French defence player Thales created a company dubbed S3NS which will collaborate with Google to offer cloud services for public and private companies in compliance with state rules.

The formation of S3NS comes after Thales struck a partnership with Google Cloud in October 2021, prompted by a French government initiative around cloud computing.

Due to the increasing dominance of US companies in providing cloud services, France’s government specified services developed by Google and Microsoft could be used to store sensitive state information, but data centres were located in the country and solutions were licensed to domestic companies.

The creation of S3NS goes beyond the initial partnership, with Thales stating its mission was to help organisations in France benefit from the power of Google Cloud while protecting sensitive data in compliance with France’s National Information System Security Agency (ANSSI) rules.
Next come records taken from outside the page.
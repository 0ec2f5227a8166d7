//! Tokio driver for the phase scheduler.
//!
//! Owns the two timers the state machine needs: a self-re-arming one-shot
//! for phase transitions and a recurring 1-second tick. Both tasks capture
//! the generation that was current when they were armed and call back into
//! the scheduler with it; the scheduler declines stale callbacks, so task
//! aborts on stop are only cleanup, never load-bearing.

use std::sync::Arc;
use std::time::Duration;

use log::debug;
use tokio::sync::Mutex;
use tokio::task::JoinHandle;
use tokio::time;

use super::scheduler::PhaseScheduler;

#[derive(Clone)]
pub struct BreathDriver {
    scheduler: Arc<Mutex<PhaseScheduler>>,
    tasks: Arc<Mutex<Vec<JoinHandle<()>>>>,
}

impl BreathDriver {
    pub fn new(scheduler: PhaseScheduler) -> Self {
        Self {
            scheduler: Arc::new(Mutex::new(scheduler)),
            tasks: Arc::new(Mutex::new(Vec::new())),
        }
    }

    pub fn scheduler(&self) -> Arc<Mutex<PhaseScheduler>> {
        self.scheduler.clone()
    }

    /// Start a run and arm its timers. Returns `false` when a run is
    /// already active (nothing new is armed).
    pub async fn start(&self) -> bool {
        let Some(armed) = self.scheduler.lock().await.start() else {
            return false;
        };
        debug!(
            "armed generation {} (first phase {} s)",
            armed.generation, armed.phase_secs
        );

        let generation = armed.generation;

        let scheduler = self.scheduler.clone();
        let phase_task = tokio::spawn(async move {
            let mut armed = armed;
            loop {
                time::sleep(Duration::from_secs(armed.phase_secs)).await;
                match scheduler.lock().await.phase_elapsed(armed.generation) {
                    Some(next) => armed = next,
                    None => break,
                }
            }
        });

        let scheduler = self.scheduler.clone();
        let tick_task = tokio::spawn(async move {
            let mut interval = time::interval(Duration::from_secs(1));
            // The first interval tick completes immediately; consume it so
            // ticks land at 1 s, 2 s, ...
            interval.tick().await;
            loop {
                interval.tick().await;
                if !scheduler.lock().await.tick(generation) {
                    break;
                }
            }
        });

        let mut tasks = self.tasks.lock().await;
        tasks.push(phase_task);
        tasks.push(tick_task);
        true
    }

    /// Stop the run. The generation bump inside `stop()` happens before
    /// the aborts, so even a callback already past its sleep cannot
    /// mutate state or notify after this returns.
    pub async fn stop(&self) {
        self.scheduler.lock().await.stop();
        for task in self.tasks.lock().await.drain(..) {
            task.abort();
        }
    }
}
use chrono::{DateTime, Utc};
use serde::{Deserialize, Serialize};
use uuid::Uuid;

/// A single user-recorded contraction.
///
/// Immutable once created; the id is generated at creation and never reused.
#[derive(Debug, Clone, PartialEq, Eq, Serialize, Deserialize)]
pub struct ContractionEvent {
    pub id: Uuid,
    pub timestamp: DateTime<Utc>,
}

impl ContractionEvent {
    pub fn at(timestamp: DateTime<Utc>) -> Self {
        Self {
            id: Uuid::new_v4(),
            timestamp,
        }
    }
}
//! TOML-based application configuration.
//!
//! Stores the breathing pace (inhale/exhale seconds) at
//! `~/.config/laborbreath/config.toml`.

use serde::{Deserialize, Serialize};
use std::path::PathBuf;

use crate::error::ConfigError;
use crate::storage::data_dir;

/// Breathing pace configuration.
///
/// Durations are whole seconds and fixed for the length of a run; the
/// defaults match the guided pace the app was built around (inhale 4 s
/// through the nose, exhale 6 s through the mouth).
#[derive(Debug, Clone, Copy, PartialEq, Eq, Serialize, Deserialize)]
pub struct BreathConfig {
    #[serde(default = "default_inhale_secs")]
    pub inhale_secs: u64,
    #[serde(default = "default_exhale_secs")]
    pub exhale_secs: u64,
}

fn default_inhale_secs() -> u64 {
    4
}
fn default_exhale_secs() -> u64 {
    6
}

impl Default for BreathConfig {
    fn default() -> Self {
        Self {
            inhale_secs: default_inhale_secs(),
            exhale_secs: default_exhale_secs(),
        }
    }
}

impl BreathConfig {
    /// Reject unusable durations at configuration time. Durations are
    /// whole seconds by type; zero-length phases would make the cycle
    /// degenerate.
    pub fn validate(&self) -> Result<(), ConfigError> {
        if self.inhale_secs == 0 {
            return Err(ConfigError::InvalidValue {
                key: "breath.inhale_secs".into(),
                message: "must be at least 1 second".into(),
            });
        }
        if self.exhale_secs == 0 {
            return Err(ConfigError::InvalidValue {
                key: "breath.exhale_secs".into(),
                message: "must be at least 1 second".into(),
            });
        }
        Ok(())
    }

    pub fn phase_secs(&self, phase: crate::breath::BreathPhase) -> u64 {
        match phase {
            crate::breath::BreathPhase::Inhale => self.inhale_secs,
            crate::breath::BreathPhase::Exhale => self.exhale_secs,
            crate::breath::BreathPhase::Idle => 0,
        }
    }
}

/// Application configuration.
///
/// Serialized to/from TOML at `~/.config/laborbreath/config.toml`.
#[derive(Debug, Clone, Default, Serialize, Deserialize)]
pub struct Config {
    #[serde(default)]
    pub breath: BreathConfig,
}

impl Config {
    fn path() -> Result<PathBuf, ConfigError> {
        let dir = data_dir().map_err(|e| ConfigError::LoadFailed {
            path: PathBuf::from("~/.config/laborbreath"),
            message: e.to_string(),
        })?;
        Ok(dir.join("config.toml"))
    }

    /// Load from disk, writing the default file when none exists.
    ///
    /// # Errors
    ///
    /// Returns an error if the config file exists but cannot be parsed, is
    /// invalid, or if the default config cannot be written to disk.
    pub fn load() -> Result<Self, ConfigError> {
        let path = Self::path()?;
        match std::fs::read_to_string(&path) {
            Ok(content) => {
                let cfg: Config = toml::from_str(&content).map_err(|e| {
                    ConfigError::LoadFailed {
                        path: path.clone(),
                        message: e.to_string(),
                    }
                })?;
                cfg.breath.validate()?;
                Ok(cfg)
            }
            Err(_) => {
                let cfg = Self::default();
                cfg.save()?;
                Ok(cfg)
            }
        }
    }

    /// Persist to disk as pretty TOML.
    pub fn save(&self) -> Result<(), ConfigError> {
        let path = Self::path()?;
        let content = toml::to_string_pretty(self).map_err(|e| ConfigError::SaveFailed {
            path: path.clone(),
            message: e.to_string(),
        })?;
        std::fs::write(&path, content).map_err(|e| ConfigError::SaveFailed {
            path,
            message: e.to_string(),
        })
    }

    /// Load from disk, returning the defaults on any error.
    pub fn load_or_default() -> Self {
        Self::load().unwrap_or_default()
    }
}

#[cfg(test)]
mod tests {
    use super::*;

    #[test]
    fn defaults_are_four_in_six_out() {
        let cfg = BreathConfig::default();
        assert_eq!(cfg.inhale_secs, 4);
        assert_eq!(cfg.exhale_secs, 6);
        assert!(cfg.validate().is_ok());
    }

    #[test]
    fn zero_durations_are_rejected() {
        let cfg = BreathConfig {
            inhale_secs: 0,
            exhale_secs: 6,
        };
        assert!(cfg.validate().is_err());

        let cfg = BreathConfig {
            inhale_secs: 4,
            exhale_secs: 0,
        };
        assert!(cfg.validate().is_err());
    }

    #[test]
    fn config_toml_roundtrip() {
        let cfg = Config::default();
        let toml_str = toml::to_string_pretty(&cfg).unwrap();
        let parsed: Config = toml::from_str(&toml_str).unwrap();
        assert_eq!(parsed.breath, cfg.breath);
    }

    #[test]
    fn missing_breath_section_falls_back_to_defaults() {
        let parsed: Config = toml::from_str("").unwrap();
        assert_eq!(parsed.breath, BreathConfig::default());
    }

    #[test]
    fn partial_breath_section_fills_in_defaults() {
        let parsed: Config = toml::from_str("[breath]\ninhale_secs = 5\n").unwrap();
        assert_eq!(parsed.breath.inhale_secs, 5);
        assert_eq!(parsed.breath.exhale_secs, 6);
    }
}
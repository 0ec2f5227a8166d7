//! # laborbreath Core Library
//!
//! Core logic for laborbreath, a labor-breathing coach: a guided
//! inhale/exhale cycle with per-second countdown feedback, and a persisted
//! log of contraction timestamps with derived intervals.
//!
//! The CLI binary is a thin layer over this crate; rendering and layout
//! live entirely with the consumer, which subscribes to scheduler and log
//! notifications.
//!
//! ## Key Components
//!
//! - [`PhaseScheduler`]: generation-guarded breathing state machine
//! - [`BreathDriver`]: tokio timers driving the scheduler
//! - [`ContractionLog`]: ordered, file-persisted contraction events
//! - [`intervals`]: pure per-event interval derivation
//! - [`Config`]: TOML-backed breathing pace configuration

pub mod breath;
pub mod config;
pub mod contraction;
pub mod error;
pub mod storage;

pub use breath::{Armed, BreathDriver, BreathObserver, BreathPhase, PhaseScheduler};
pub use config::{BreathConfig, Config};
pub use contraction::{format_minutes, intervals, ContractionEvent, ContractionLog, LogObserver, Spacing};
pub use error::{ConfigError, RecordError, StoreError};
pub use storage::ContractionStore;
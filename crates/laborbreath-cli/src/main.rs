use clap::{CommandFactory, Parser, Subcommand};
use clap_complete::Shell;

mod commands;

#[derive(Parser)]
#[command(name = "laborbreath", version, about = "laborbreath CLI")]
struct Cli {
    #[command(subcommand)]
    command: Commands,
}

#[derive(Subcommand)]
enum Commands {
    /// Run a guided breathing session
    Breathe {
        /// Stop after this many full inhale/exhale cycles (default: until Ctrl-C)
        #[arg(long)]
        cycles: Option<u64>,
    },
    /// Contraction log
    Contraction {
        #[command(subcommand)]
        action: commands::contraction::ContractionAction,
    },
    /// Configuration management
    Config {
        #[command(subcommand)]
        action: commands::config::ConfigAction,
    },
    /// Generate shell completions
    Completions {
        /// Target shell
        shell: Shell,
    },
}

fn main() {
    env_logger::init();

    let cli = Cli::parse();
    let result = match cli.command {
        Commands::Breathe { cycles } => commands::breathe::run(cycles),
        Commands::Contraction { action } => commands::contraction::run(action),
        Commands::Config { action } => commands::config::run(action),
        Commands::Completions { shell } => {
            let mut cmd = Cli::command();
            clap_complete::generate(shell, &mut cmd, "laborbreath", &mut std::io::stdout());
            Ok(())
        }
    };

    if let Err(e) = result {
        eprintln!("error: {e}");
        std::process::exit(1);
    }
}
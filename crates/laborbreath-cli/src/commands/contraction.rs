use clap::Subcommand;
use laborbreath_core::{format_minutes, ContractionLog, ContractionStore};

#[derive(Subcommand)]
pub enum ContractionAction {
    /// Record a contraction at the current time
    Record,
    /// List contractions with intervals, most recent first
    List {
        /// Print as JSON instead of text
        #[arg(long)]
        json: bool,
    },
    /// Delete all recorded contractions
    Clear,
}

fn open_log() -> Result<ContractionLog, Box<dyn std::error::Error>> {
    let store = ContractionStore::open()?;
    let mut log = ContractionLog::new(store);
    // Corrupt or unreadable history degrades to an empty log; keep going
    // but tell the user.
    if let Err(e) = log.load() {
        eprintln!("warning: {e}");
    }
    Ok(log)
}

pub fn run(action: ContractionAction) -> Result<(), Box<dyn std::error::Error>> {
    match action {
        ContractionAction::Record => {
            let mut log = open_log()?;
            match log.record_now() {
                Ok(event) => println!("{}", serde_json::to_string_pretty(&event)?),
                Err(e) => {
                    // The contraction is still held in memory for this
                    // process; only the file write failed.
                    eprintln!("warning: {e}");
                    println!("{}", serde_json::to_string_pretty(&e.event)?);
                }
            }
        }
        ContractionAction::List { json } => {
            let log = open_log()?;
            let spaced = log.intervals();
            if json {
                let rows: Vec<_> = spaced
                    .iter()
                    .map(|s| {
                        serde_json::json!({
                            "id": s.event.id,
                            "timestamp": s.event.timestamp,
                            "interval_minutes": s.minutes,
                        })
                    })
                    .collect();
                println!("{}", serde_json::to_string_pretty(&rows)?);
            } else if spaced.is_empty() {
                println!("no contractions recorded");
            } else {
                for s in &spaced {
                    let at = s.event.timestamp.format("%Y-%m-%d %H:%M:%S UTC");
                    match s.minutes {
                        Some(m) => {
                            println!("Contraction at {at}  interval {} minutes", format_minutes(m))
                        }
                        None => println!("Contraction at {at}  no prior event"),
                    }
                }
            }
        }
        ContractionAction::Clear => {
            let mut log = open_log()?;
            log.clear()?;
            println!("contraction log cleared");
        }
    }
    Ok(())
}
S3NS is targeting the second half of 2024 to launch commercially, as it bids to develop a platform that meets ANSSI’s requirements to be labelled a “Trusted Cloud”.

Cloud competition
Thales has taken `a majority ownership in the venture and will have full control of the commercialisation of services developed by Google.

S3NS will operate three France-based data centres and it has already identified 40 potential customers, including large banks and healthcare organisations.

Thales’ play will compete with operator Orange’s recently-formed cloud venture Bleu, which is working with Microsoft to offer services also given the green light by the French-state.